God no I'd be incredibly hurt by that. Sorry. I think it's deeply inappropriate for a married man with a baby on the way to be talking. I'd be fuming & in bits.
Pastoral did you mean to address RD82 ? I didn't comment on your post
If you confront him he will know you read his phone.
Do you really want to create this kind of precedent?
I don't know how you would broach it though. I'd be utterly livid but if you confront you'd be on the back foot because of the snooping.
I don't know what to do. My sister says he loves me and it's just stupid guy talk. She thinks I should talk to him about it. But I feel so knackered at 36 weeks I don't think I can face a row. I'm also terrified of the outcome. I can't imagine us splitting up and having the baby all on my own. Of the two of us he was the keener to have kids. Shit - what a mess!

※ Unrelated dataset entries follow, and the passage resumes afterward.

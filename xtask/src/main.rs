//! Custom cargo commands for tabula.
//!
//! Usage:
//!   cargo xtask verify    - Run full verification suite
//!   cargo xtask test      - Run all tests
//!   cargo xtask check     - Quick check
//!   cargo xtask bench     - Run benchmarks
//!   cargo xtask fuzz      - Run every fuzz target for a short while

use anyhow::{bail, Context, Result};
use std::env;
use std::path::PathBuf;
use std::process::Command;

/// Fuzz targets declared in fuzz/Cargo.toml.
const FUZZ_TARGETS: &[&str] = &[
    "match_ladder",
    "highlight",
    "levenshtein_bounds",
    "descriptor_parsing",
];

fn main() -> Result<()> {
    let task = env::args().nth(1);
    match task.as_deref() {
        Some("verify") => verify()?,
        Some("test") => test()?,
        Some("check") => check()?,
        Some("bench") => bench()?,
        Some("fuzz") => {
            let seconds = env::args().nth(2).unwrap_or_else(|| "30".to_string());
            fuzz(&seconds)?
        }
        _ => print_help(),
    }
    Ok(())
}

fn print_help() {
    eprintln!(
        r#"
cargo xtask <COMMAND>

Commands:
  verify          Run full verification suite (contracts + tests + clippy + docs)
  test            Run all Rust tests
  check           Quick check (cargo check + test + clippy)
  bench           Run benchmarks
  fuzz [SECONDS]  Run each fuzz target for SECONDS (default 30, needs nightly)
"#
    );
}

/// Full verification suite
fn verify() -> Result<()> {
    println!("==========================================");
    println!("tabula Verification Suite");
    println!("==========================================\n");

    println!("[1/4] Checking contract call sites...");
    check_contract_calls()?;
    println!("✓ Contracts wired into every stage\n");

    println!("[2/4] Running Rust tests...");
    run_cargo(&["test", "--quiet"])?;
    println!("✓ All Rust tests passed\n");

    println!("[3/4] Running clippy...");
    run_cargo(&["clippy", "--quiet", "--all-targets", "--", "-D", "warnings"])?;
    println!("✓ Clippy passed\n");

    println!("[4/4] Building docs...");
    run_cargo(&["doc", "--quiet", "--no-deps"])?;
    println!("✓ Docs build\n");

    println!("==========================================");
    println!("✓ ALL VERIFICATION CHECKS PASSED");
    println!("==========================================");

    Ok(())
}

/// Run all tests
fn test() -> Result<()> {
    run_cargo(&["test"])
}

/// Quick check
fn check() -> Result<()> {
    println!("Running quick checks...\n");

    println!("[1/3] cargo check...");
    run_cargo(&["check", "--all-targets"])?;

    println!("[2/3] cargo test...");
    run_cargo(&["test", "--quiet"])?;

    println!("[3/3] cargo clippy...");
    run_cargo(&["clippy", "--quiet", "--", "-D", "warnings"])?;

    println!("\n✓ Quick checks passed");
    Ok(())
}

/// Run benchmarks
fn bench() -> Result<()> {
    run_cargo(&["bench"])
}

/// Run every fuzz target with a time limit
fn fuzz(seconds: &str) -> Result<()> {
    let seconds: u64 = seconds
        .parse()
        .with_context(|| format!("Invalid fuzz duration '{}'", seconds))?;
    let limit = format!("-max_total_time={}", seconds);

    for (i, target) in FUZZ_TARGETS.iter().enumerate() {
        println!("[{}/{}] fuzzing {} for {}s...", i + 1, FUZZ_TARGETS.len(), target, seconds);
        run_cargo(&["+nightly", "fuzz", "run", target, "--", &limit])?;
    }
    println!("\n✓ No fuzz target crashed");
    Ok(())
}

// ============================================================================
// Helper functions
// ============================================================================

fn project_root() -> Result<PathBuf> {
    let manifest_dir = match env::var("CARGO_MANIFEST_DIR") {
        Ok(dir) => PathBuf::from(dir),
        Err(_) => env::current_dir().context("Failed to read current directory")?,
    };

    // xtask is in project_root/xtask, so go up one level
    let root = manifest_dir.parent().unwrap_or(&manifest_dir);
    Ok(root.to_path_buf())
}

fn run_cargo(args: &[&str]) -> Result<()> {
    let root = project_root()?;

    let status = Command::new("cargo")
        .args(args)
        .current_dir(&root)
        .status()
        .with_context(|| format!("Failed to run cargo {:?}", args))?;

    if !status.success() {
        bail!("cargo {:?} failed", args);
    }

    Ok(())
}

/// Every stage must still call its contract; a refactor that drops one
/// silently loses the debug-build checking.
fn check_contract_calls() -> Result<()> {
    let root = project_root()?;
    let expected = [
        ("src/search/ladder.rs", "check_normalized"),
        ("src/search/ladder.rs", "check_strategy_consistent"),
        ("src/search/highlight.rs", "check_segments_cover"),
        ("src/fuzzy/levenshtein.rs", "check_similarity_bounds"),
        ("src/sort.rs", "check_sorted"),
        ("src/paginate.rs", "check_page_consistent"),
    ];

    for (file, contract) in expected {
        let source = std::fs::read_to_string(root.join(file))
            .with_context(|| format!("Failed to read {}", file))?;
        if !source.contains(&format!("{}(", contract)) {
            bail!("{} no longer calls {}", file, contract);
        }
    }

    Ok(())
}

I would side with your sister, there are much bigger battles to fight than this one, but let's hope this is as bad as it gets.
But again you need to be sure about what you want to elucidate.
Is it that he talks in a disparaging way about other women?
Is it that he may be attracted to other women?
If the latter, the answer is yes because of course he is attracted to women, if he weren't , he wouldn't be in a relationship with you.
If the former rather than confront him directly, you could be more subtle and observe his behaviour when other men are talking about women (it could be in a movie). You could say, "do men talk like this?" and take it from there.
But again, you need to know what you are prepared to do if you don't like what you hear.
My daughter has just split with her bf of 2 years today because of something like this. He basically said to his friends in front of her that he would "do" one of his friends mums and then proceeded to leaf through photos of this "hot MILF" while seated next to my daughter. I don't think you can sit on this or ignore it but you will need to say you snooped, he is being incredibly disrespectful to you and also other women in the office...I would hate to think colleagues were saying stuff like that about me or my female workmates.
pastoral you're talking shite sorry..
Everyone knows straight men fancy women and straight women fancy men
IMO the ops OH is talking about women in a derogatory way. He isn't saying he finds other women attractive and of course he does but talking about another woman "wish i was launching on her"
That's the issue, not people fancying each other..
He's having a joke with his work colleagues and from what you've written it's nothing more than work place banter, thinking and acting upon it are two different things.
I'm going to be frank, the issue here is that you're insecure to the point of snooping on him and you've found nothing damning so you're clinging to this as a way as a way to justify said snooping.
Are we going to act like people can't be attracted to others apart from their significant other? Or that people of both genders don't do this? Would you like to control how he behaves at work with his colleagues as well as police his thoughts?
How is it a joke? I would be furious with DH if I found him having a similar conversation. I would be so disappointed in him too. OP I would speak to him about it. It will eat away at you if you don't.
So why is it ok to lust after celebrities & make similar sorts of comments, yet something equally innocuous, is frowned upon??
What AnnieAnoni said, is a good point, when you read some of the threads in here about Poldark for example. Seems like double standards
So it depends on how you want to balance this. How do you feel about inappropriate chat between two male friends about a colleague. It is coarse for sure but is this a side of him you knew nothing about? Is this language something that you feel creates a breach of trust between you and your partner? Is your chat with your friends free from commentary about how other men look and their desirability.
What do you think the likelihood of him reacting kindly to being snooped on is going to be?
What, specifically are you going to accuse him of/chastise him for? Is it about the bad language or do you really think its some kind of precursor to cheating on you?